-- MATERIAL TO PROCESS follows --
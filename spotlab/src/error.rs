//! Errors shared by the frame analysis routines.

use thiserror::Error;

/// Problems with the arguments handed to an analysis routine.
///
/// A missing detection is not an error; routines that can come up empty
/// return `Option` instead.
#[derive(Debug, Error, Clone, PartialEq)]
pub enum AnalysisError {
    #[error("image is empty ({width}x{height})")]
    EmptyImage { width: usize, height: usize },

    #[error("invalid dimensions: {0}")]
    InvalidDimensions(String),

    #[error("invalid parameter: {0}")]
    InvalidParameter(String),
}

pub type Result<T> = std::result::Result<T, AnalysisError>;
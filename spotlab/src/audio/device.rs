//! Pull-based audio output on a dedicated render thread
//!
//! [`ClockedDevice`] stands in for a sound card: once per buffer period it
//! asks the callback for a buffer and hands it to a [`BufferSink`]. Buffers
//! are allocated once up front and cycle between the render thread and the
//! consumer, so steady-state rendering never allocates.

use std::sync::atomic::{AtomicBool, AtomicU64, Ordering};
use std::sync::Arc;
use std::thread::{self, JoinHandle};
use std::time::{Duration, Instant};

use crossbeam_channel::{bounded, Receiver, Sender, TrySendError};
use log::{debug, warn};

use super::{AudioConfig, AudioError};

/// What the device should do after a render call.
#[derive(Debug, Clone, Copy, PartialEq, Eq)]
pub enum StreamControl {
    Continue,
    /// The callback has nothing more to play; the device stops pulling.
    Complete,
}

/// Fills output buffers on the device's render thread.
///
/// Implementations run on a real-time sensitive thread: they must not block,
/// allocate or perform I/O.
pub trait RenderCallback: Send + 'static {
    /// Fill `output` with interleaved samples.
    fn render(&mut self, output: &mut [f32]) -> StreamControl;
}

/// An output device that drives a [`RenderCallback`].
pub trait AudioDevice {
    /// Start pulling buffers from `callback` on a background thread.
    fn start(&mut self, callback: Box<dyn RenderCallback>) -> Result<(), AudioError>;

    /// Stop pulling and wait for the render thread to exit. Idempotent.
    fn stop(&mut self);

    fn is_running(&self) -> bool;
}

#[derive(Debug, Default)]
struct DeviceCounters {
    rendered: AtomicU64,
    underruns: AtomicU64,
}

/// Consumer end of a [`ClockedDevice`].
///
/// Receive filled buffers and hand them back with [`BufferSink::recycle`]
/// once played. Holding on to buffers starves the render thread.
pub struct BufferSink {
    filled: Receiver<Vec<f32>>,
    free: Sender<Vec<f32>>,
}

impl BufferSink {
    /// Next filled buffer, waiting at most `timeout`.
    pub fn recv_timeout(&self, timeout: Duration) -> Option<Vec<f32>> {
        self.filled.recv_timeout(timeout).ok()
    }

    /// Next filled buffer if one is ready.
    pub fn try_recv(&self) -> Option<Vec<f32>> {
        self.filled.try_recv().ok()
    }

    /// Return a played buffer to the render thread.
    pub fn recycle(&self, buffer: Vec<f32>) {
        // Pool full only if foreign buffers were pushed in; dropping is fine.
        let _ = self.free.try_send(buffer);
    }
}

/// Software device that renders at the configured sample rate.
pub struct ClockedDevice {
    config: AudioConfig,
    filled_tx: Sender<Vec<f32>>,
    free_tx: Sender<Vec<f32>>,
    free_rx: Receiver<Vec<f32>>,
    counters: Arc<DeviceCounters>,
    stop_flag: Arc<AtomicBool>,
    worker: Option<JoinHandle<()>>,
}

impl ClockedDevice {
    /// Create a stopped device and the sink its buffers arrive on.
    pub fn new(config: AudioConfig) -> Result<(Self, BufferSink), AudioError> {
        config.validate()?;

        let depth = config.queue_depth;
        let (filled_tx, filled_rx) = bounded(depth);
        let (free_tx, free_rx) = bounded(depth);
        for _ in 0..depth {
            // Cannot fail: the pool has exactly `depth` slots.
            let _ = free_tx.try_send(vec![0.0f32; config.samples_per_buffer()]);
        }

        let sink = BufferSink {
            filled: filled_rx,
            free: free_tx.clone(),
        };

        Ok((
            Self {
                config,
                filled_tx,
                free_tx,
                free_rx,
                counters: Arc::new(DeviceCounters::default()),
                stop_flag: Arc::new(AtomicBool::new(false)),
                worker: None,
            },
            sink,
        ))
    }

    pub fn config(&self) -> &AudioConfig {
        &self.config
    }

    /// Buffers handed to the sink so far.
    pub fn buffers_rendered(&self) -> u64 {
        self.counters.rendered.load(Ordering::Relaxed)
    }

    /// Periods where no buffer could be rendered or delivered.
    pub fn underruns(&self) -> u64 {
        self.counters.underruns.load(Ordering::Relaxed)
    }

    fn render_loop(
        mut callback: Box<dyn RenderCallback>,
        period: Duration,
        filled_tx: Sender<Vec<f32>>,
        free_tx: Sender<Vec<f32>>,
        free_rx: Receiver<Vec<f32>>,
        counters: Arc<DeviceCounters>,
        stop_flag: Arc<AtomicBool>,
    ) {
        let mut deadline = Instant::now();

        while !stop_flag.load(Ordering::Acquire) {
            let Ok(mut buffer) = free_rx.try_recv() else {
                counters.underruns.fetch_add(1, Ordering::Relaxed);
                deadline += period;
                sleep_until(deadline);
                continue;
            };

            let control = callback.render(&mut buffer);

            match filled_tx.try_send(buffer) {
                Ok(()) => {
                    counters.rendered.fetch_add(1, Ordering::Relaxed);
                }
                Err(TrySendError::Full(buffer)) | Err(TrySendError::Disconnected(buffer)) => {
                    counters.underruns.fetch_add(1, Ordering::Relaxed);
                    let _ = free_tx.try_send(buffer);
                }
            }

            if control == StreamControl::Complete {
                debug!("Render callback completed, stopping audio thread");
                break;
            }

            deadline += period;
            sleep_until(deadline);
        }
    }
}

fn sleep_until(deadline: Instant) {
    let now = Instant::now();
    if deadline > now {
        thread::sleep(deadline - now);
    }
}

impl AudioDevice for ClockedDevice {
    fn start(&mut self, callback: Box<dyn RenderCallback>) -> Result<(), AudioError> {
        if self.is_running() {
            return Err(AudioError::AlreadyRunning);
        }
        // Reap a thread that finished on its own
        self.stop();
        self.stop_flag.store(false, Ordering::Release);

        let period = self.config.buffer_period();
        let filled_tx = self.filled_tx.clone();
        let free_tx = self.free_tx.clone();
        let free_rx = self.free_rx.clone();
        let counters = self.counters.clone();
        let stop_flag = self.stop_flag.clone();

        let handle = thread::Builder::new()
            .name("spotlab-audio".to_string())
            .spawn(move || {
                Self::render_loop(
                    callback, period, filled_tx, free_tx, free_rx, counters, stop_flag,
                )
            })
            .map_err(AudioError::Spawn)?;

        debug!(
            "Audio device started: {} Hz, {} ch, {} frames per buffer",
            self.config.sample_rate, self.config.channels, self.config.buffer_frames
        );
        self.worker = Some(handle);
        Ok(())
    }

    fn stop(&mut self) {
        self.stop_flag.store(true, Ordering::Release);
        if let Some(handle) = self.worker.take() {
            if handle.join().is_err() {
                warn!("Audio render thread panicked");
            }
        }
    }

    fn is_running(&self) -> bool {
        self.worker.as_ref().is_some_and(|h| !h.is_finished())
    }
}

impl Drop for ClockedDevice {
    fn drop(&mut self) {
        self.stop();

        let underruns = self.underruns();
        if underruns > 0 {
            warn!(
                "ClockedDevice: {underruns} underrun(s) over {} rendered buffer(s)",
                self.buffers_rendered()
            );
        }
    }
}
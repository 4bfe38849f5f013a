//! Numerical routines shared by the spot analysis crates.
//!
//! Currently this is a bounded Levenberg-Marquardt solver for models sampled
//! on a 2D grid, used by the Gaussian spot fitter.

pub mod lm;

pub use lm::{
    levenberg_marquardt, Bounds, LmConfig, LmError, LmReport, Model2D, Samples, Termination,
};
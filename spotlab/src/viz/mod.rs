//! Visualisation helpers for analysis results.

use thiserror::Error;

/// Errors raised while rendering.
#[derive(Debug, Error)]
pub enum VizError {
    /// Nothing to render.
    #[error("cannot render an empty frame ({width}x{height})")]
    EmptyImage { width: usize, height: usize },

    /// Overlay parameters that cannot be drawn.
    #[error("invalid overlay: {0}")]
    InvalidOverlay(String),
}

/// Result type for visualisation operations.
pub type Result<T> = std::result::Result<T, VizError>;

pub mod colormap;
pub mod overlay;
mod parula;

pub use colormap::{apply_colormap, Colormap};
pub use overlay::{render_fit_overlay, render_fit_overlay_styled, OverlayStyle};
-- MATERIAL TO PROCESS concluded --
- [TASK ITEM]:
Please restate, word for word, the lines of the entries that run from the first line through the one holding "a render call.", and add nothing.

- [ANSWER TO THE EXERCISE]:
filename spotlab/src/error.rs
//! Errors shared by the frame analysis routines.

use thiserror::Error;

/// Problems with the arguments handed to an analysis routine.
///
/// A missing detection is not an error; routines that can come up empty
/// return `Option` instead.
#[derive(Debug, Error, Clone, PartialEq)]
pub enum AnalysisError {
    #[error("image is empty ({width}x{height})")]
    EmptyImage { width: usize, height: usize },

    #[error("invalid dimensions: {0}")]
    InvalidDimensions(String),

    #[error("invalid parameter: {0}")]
    InvalidParameter(String),
}

pub type Result<T> = std::result::Result<T, AnalysisError>;
filename spotlab/src/audio/device.rs
//! Pull-based audio output on a dedicated render thread
//!
//! [`ClockedDevice`] stands in for a sound card: once per buffer period it
//! asks the callback for a buffer and hands it to a [`BufferSink`]. Buffers
//! are allocated once up front and cycle between the render thread and the
//! consumer, so steady-state rendering never allocates.

use std::sync::atomic::{AtomicBool, AtomicU64, Ordering};
use std::sync::Arc;
use std::thread::{self, JoinHandle};
use std::time::{Duration, Instant};

use crossbeam_channel::{bounded, Receiver, Sender, TrySendError};
use log::{debug, warn};

use super::{AudioConfig, AudioError};

/// What the device should do after a render call.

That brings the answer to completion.